3 Min Read
(Adds quotes, context)
By Jamie McGeever
LONDON, March 23 (Reuters) - Barclays became the latest big bank to back off its forecast for the euro to fall below parity with the dollar, saying on Thursday that it now sees the single currency falling to as low as $1.03 this year before gradually recovering.
Currency analysts at the world's sixth biggest foreign exchange trading bank said the political risk from a series of elections in Europe has ebbed, and that the European Central Bank will move to normalize its ultra-loose monetary policy quicker than previously anticipated.
The dollar, meanwhile, is unlikely to get much more of a lift from U.S. policy. The Federal Reserve will be less aggressive in raising interest rates than previously thought, and president Donald Trump's fiscal plans won't come to fruition until next year.
"Politics will be less of a downward force than we initially thought, and the ECB is a bit more comfortable in normalizing policy," said Hamish Pepper, an FX strategist at Barclays.
"We're probably dealing with a slightly less hawkish Fed in the near term, and U.S. fiscal policy could be delayed," he said.
He and his colleagues had previously penciled in a decline for the euro to $0.99 by the end of this year.
This is the latest in a series of euro forecast changes by many of the world's big banks. Earlier this week Citi, the world's biggest FX trading bank, raised its target for the euro over the next six months to $1.04 from $0.98.

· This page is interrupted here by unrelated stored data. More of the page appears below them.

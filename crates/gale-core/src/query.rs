//! Query string decoding
//!
//! Decodes `key1=val1&key2=val2` fragments into an ordered mapping with
//! percent-decoded keys and values.

use crate::{Error, Result};

/// Decoded query parameters, in first-insertion order.
///
/// Duplicate keys keep their original position; the value is overwritten by
/// the last occurrence.
#[derive(Debug, Clone, Default, PartialEq, Eq)]
pub struct QueryParams {
    pairs: Vec<(String, String)>,
}

impl QueryParams {
    /// Decode a raw query string (the part after `?`).
    ///
    /// Every `&`-separated piece must contain an `=`; a piece without one
    /// yields [`Error::MalformedQuery`]. An empty value (`key=`) is valid.
    pub fn parse(raw: &str) -> Result<Self> {
        let mut params = QueryParams::default();
        for pair in raw.split('&') {
            let (key, value) = pair.split_once('=').ok_or_else(|| Error::MalformedQuery {
                pair: pair.to_string(),
            })?;
            params.insert(decode(key)?, decode(value)?);
        }
        Ok(params)
    }

    /// Insert a pair; an existing key keeps its slot and takes the new value.
    fn insert(&mut self, key: String, value: String) {
        match self.pairs.iter_mut().find(|(k, _)| *k == key) {
            Some((_, v)) => *v = value,
            None => self.pairs.push((key, value)),
        }
    }

    /// Look up a decoded value by key
    pub fn get(&self, key: &str) -> Option<&str> {
        self.pairs
            .iter()
            .find(|(k, _)| k == key)
            .map(|(_, v)| v.as_str())
    }

    /// Look up a value, failing with [`Error::MissingParam`] if absent
    pub fn require(&self, key: &'static str) -> Result<&str> {
        self.get(key).ok_or(Error::MissingParam(key))
    }

    /// Iterate pairs in insertion order
    pub fn iter(&self) -> impl Iterator<Item = (&str, &str)> {
        self.pairs.iter().map(|(k, v)| (k.as_str(), v.as_str()))
    }

    /// Number of distinct keys
    pub fn len(&self) -> usize {
        self.pairs.len()
    }

    /// True when no pairs were decoded
    pub fn is_empty(&self) -> bool {
        self.pairs.is_empty()
    }
}

/// Percent-decode one side of a pair as UTF-8
fn decode(s: &str) -> Result<String> {
    urlencoding::decode(s)
        .map(|cow| cow.into_owned())
        .map_err(|_| Error::MalformedQuery {
            pair: s.to_string(),
        })
}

Deutsche Bank, the world's fourth largest FX trader, last week pushed out its timetable for a fall to $0.95 for the euro, while other dollar bulls including Bank of America Merrill Lynch, BNP Paribas and Goldman Sachs are at $1 or above.
Financial markets now put a 60 percent chance that the ECB will raise its deposit rate by 10 basis points in December. The deposit rate is currently -0.4 percent, and has been below zero for almost three years.
Meanwhile, although the Fed raised U.S. rates earlier this month, investors are skeptical growth and inflation will be strong enough to warrant many more hikes. Benchmark 10-year U.S. bond yields have fallen around 20 basis points since that rate hike, and the dollar hit a six-week low on Wednesday.